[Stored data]
····················
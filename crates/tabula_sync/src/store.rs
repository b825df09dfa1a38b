//! Storage traits the coordinator drives.
//!
//! Three seams: the local replica ([`LocalStore`]), the canonical store
//! ([`CanonicalStore`]) and the bookkeeping tables ([`MetadataStore`]).
//! The coordinator is generic over all three, so tests run against the
//! in-memory implementations and production runs against SQLite plus a
//! real transport.

use crate::error::SyncResult;
use tabula_meta::{
    CanonicalRecord, LocalRow, OperationStatus, SchemaVersion, SyncConflict, SyncLogEntry,
    SyncOperationRecord,
};
use uuid::Uuid;

/// The device-local replica of the mirrored business tables.
pub trait LocalStore {
    /// Returns the schema revision the device is provisioned with.
    fn schema_version(&self) -> SyncResult<Option<SchemaVersion>>;

    /// Records a newly applied schema revision.
    fn set_schema_version(&self, version: &SchemaVersion) -> SyncResult<()>;

    /// Returns the mirrored business tables, in schema order.
    fn tables(&self) -> SyncResult<Vec<String>>;

    /// Fetches one row by primary key.
    fn get_row(&self, table: &str, record_id: &str) -> SyncResult<Option<LocalRow>>;

    /// Returns up to `limit` rows with PENDING status, oldest local
    /// mutation first.
    fn pending_rows(&self, table: &str, limit: usize) -> SyncResult<Vec<LocalRow>>;

    /// Writes a row as a local mutation.
    fn put_local(&self, table: &str, row: &LocalRow) -> SyncResult<()>;

    /// Replaces a row with the canonical copy and marks it SYNCED.
    fn overwrite_from_remote(&self, record: &CanonicalRecord, device_id: &str) -> SyncResult<()>;

    /// Marks a row SYNCED at the given canonical version.
    fn mark_synced(&self, table: &str, record_id: &str, version: u64) -> SyncResult<()>;

    /// Marks a row CONFLICT; its data is left untouched.
    fn mark_conflict(&self, table: &str, record_id: &str) -> SyncResult<()>;

    /// Returns the last fully applied change-feed position.
    fn download_cursor(&self) -> SyncResult<u64>;

    /// Advances the change-feed position.
    fn set_download_cursor(&self, sequence: u64) -> SyncResult<()>;
}

/// The authoritative store reached over the network.
pub trait CanonicalStore {
    /// Fetches the current canonical copy of a record.
    fn fetch(&self, table: &str, record_id: &str) -> SyncResult<Option<CanonicalRecord>>;

    /// Applies a write optimistically.
    ///
    /// `base_version` is the canonical version the write was based on,
    /// `None` for a record the device created. Returns the new version on
    /// success and [`SyncError::VersionMismatch`](crate::SyncError::VersionMismatch)
    /// when the record moved on since `base_version`.
    fn apply(
        &self,
        table: &str,
        record_id: &str,
        data: &serde_json::Value,
        base_version: Option<u64>,
        device_id: &str,
    ) -> SyncResult<u64>;

    /// Returns up to `limit` change-feed entries after `cursor`, in
    /// sequence order.
    fn changes_since(&self, cursor: u64, limit: usize) -> SyncResult<Vec<CanonicalRecord>>;
}

/// The bookkeeping tables: operations, conflicts and the audit log.
pub trait MetadataStore {
    /// Inserts a new operation record.
    fn create_operation(&self, operation: &SyncOperationRecord) -> SyncResult<()>;

    /// Replaces an operation record.
    ///
    /// Implementations must reject transitions
    /// [`OperationStatus::can_transition_to`] forbids.
    fn update_operation(&self, operation: &SyncOperationRecord) -> SyncResult<()>;

    /// Fetches an operation by id.
    fn get_operation(&self, id: Uuid) -> SyncResult<Option<SyncOperationRecord>>;

    /// Returns the RUNNING operation for a tenant, if any.
    fn running_operation(&self, tenant_id: &str) -> SyncResult<Option<SyncOperationRecord>>;

    /// Inserts a detected conflict.
    fn insert_conflict(&self, conflict: &SyncConflict) -> SyncResult<()>;

    /// Fetches a conflict by id.
    fn get_conflict(&self, id: Uuid) -> SyncResult<Option<SyncConflict>>;

    /// Returns the unresolved conflict for a record, if one exists.
    fn unresolved_conflict(&self, table: &str, record_id: &str)
        -> SyncResult<Option<SyncConflict>>;

    /// Returns all unresolved conflicts for a tenant, oldest first.
    fn pending_conflicts(&self, tenant_id: &str) -> SyncResult<Vec<SyncConflict>>;

    /// Records a resolution on a conflict.
    fn record_resolution(&self, conflict: &SyncConflict) -> SyncResult<()>;

    /// Appends an audit log entry.
    fn append_log(&self, entry: &SyncLogEntry) -> SyncResult<()>;
}

impl<T: LocalStore> LocalStore for &T {
    fn schema_version(&self) -> SyncResult<Option<SchemaVersion>> {
        (**self).schema_version()
    }

    fn set_schema_version(&self, version: &SchemaVersion) -> SyncResult<()> {
        (**self).set_schema_version(version)
    }

    fn tables(&self) -> SyncResult<Vec<String>> {
        (**self).tables()
    }

    fn get_row(&self, table: &str, record_id: &str) -> SyncResult<Option<LocalRow>> {
        (**self).get_row(table, record_id)
    }

    fn pending_rows(&self, table: &str, limit: usize) -> SyncResult<Vec<LocalRow>> {
        (**self).pending_rows(table, limit)
    }

    fn put_local(&self, table: &str, row: &LocalRow) -> SyncResult<()> {
        (**self).put_local(table, row)
    }

    fn overwrite_from_remote(&self, record: &CanonicalRecord, device_id: &str) -> SyncResult<()> {
        (**self).overwrite_from_remote(record, device_id)
    }

    fn mark_synced(&self, table: &str, record_id: &str, version: u64) -> SyncResult<()> {
        (**self).mark_synced(table, record_id, version)
    }

    fn mark_conflict(&self, table: &str, record_id: &str) -> SyncResult<()> {
        (**self).mark_conflict(table, record_id)
    }

    fn download_cursor(&self) -> SyncResult<u64> {
        (**self).download_cursor()
    }

    fn set_download_cursor(&self, sequence: u64) -> SyncResult<()> {
        (**self).set_download_cursor(sequence)
    }
}

impl<T: CanonicalStore> CanonicalStore for &T {
    fn fetch(&self, table: &str, record_id: &str) -> SyncResult<Option<CanonicalRecord>> {
        (**self).fetch(table, record_id)
    }

    fn apply(
        &self,
        table: &str,
        record_id: &str,
        data: &serde_json::Value,
        base_version: Option<u64>,
        device_id: &str,
    ) -> SyncResult<u64> {
        (**self).apply(table, record_id, data, base_version, device_id)
    }

    fn changes_since(&self, cursor: u64, limit: usize) -> SyncResult<Vec<CanonicalRecord>> {
        (**self).changes_since(cursor, limit)
    }
}

impl<T: MetadataStore> MetadataStore for &T {
    fn create_operation(&self, operation: &SyncOperationRecord) -> SyncResult<()> {
        (**self).create_operation(operation)
    }

    fn update_operation(&self, operation: &SyncOperationRecord) -> SyncResult<()> {
        (**self).update_operation(operation)
    }

    fn get_operation(&self, id: Uuid) -> SyncResult<Option<SyncOperationRecord>> {
        (**self).get_operation(id)
    }

    fn running_operation(&self, tenant_id: &str) -> SyncResult<Option<SyncOperationRecord>> {
        (**self).running_operation(tenant_id)
    }

    fn insert_conflict(&self, conflict: &SyncConflict) -> SyncResult<()> {
        (**self).insert_conflict(conflict)
    }

    fn get_conflict(&self, id: Uuid) -> SyncResult<Option<SyncConflict>> {
        (**self).get_conflict(id)
    }

    fn unresolved_conflict(
        &self,
        table: &str,
        record_id: &str,
    ) -> SyncResult<Option<SyncConflict>> {
        (**self).unresolved_conflict(table, record_id)
    }

    fn pending_conflicts(&self, tenant_id: &str) -> SyncResult<Vec<SyncConflict>> {
        (**self).pending_conflicts(tenant_id)
    }

    fn record_resolution(&self, conflict: &SyncConflict) -> SyncResult<()> {
        (**self).record_resolution(conflict)
    }

    fn append_log(&self, entry: &SyncLogEntry) -> SyncResult<()> {
        (**self).append_log(entry)
    }
}

/// Guard used by [`MetadataStore`] implementations before an update.
pub(crate) fn check_transition(
    from: OperationStatus,
    to: OperationStatus,
) -> SyncResult<()> {
    if from == to || from.can_transition_to(to) {
        Ok(())
    } else {
        Err(crate::SyncError::InvalidTransition { from, to })
    }
}
//! # Tabula Testkit
//!
//! Test utilities for the Tabula workspace.
//!
//! This crate provides:
//! - The fixture schema every suite exercises
//! - An in-memory sync deployment ([`SyncHarness`])
//! - A provisioned SQLite replica helper
//!
//! ## Usage
//!
//! ```rust
//! use tabula_testkit::prelude::*;
//! use tabula_meta::OperationType;
//!
//! let harness = SyncHarness::new();
//! harness.seed_local_pending("students", "s-1", student("s-1", "Ada", 3.9));
//! let record = harness.run(OperationType::Upload);
//! assert_eq!(record.records_count, 1);
//! ```

#![deny(unsafe_code)]
#![warn(missing_docs)]

pub mod fixtures;
pub mod harness;

/// Prelude module for convenient imports
pub mod prelude {
    pub use crate::fixtures::*;
    pub use crate::harness::*;
}

pub use fixtures::*;
pub use harness::*;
····················
#### [Directions for this task]
Every line of the entries above that holds "mirrored" should be copied out.

#### [Answer to this exercise]
/// The device-local replica of the mirrored business tables.
    /// Returns the mirrored business tables, in schema order.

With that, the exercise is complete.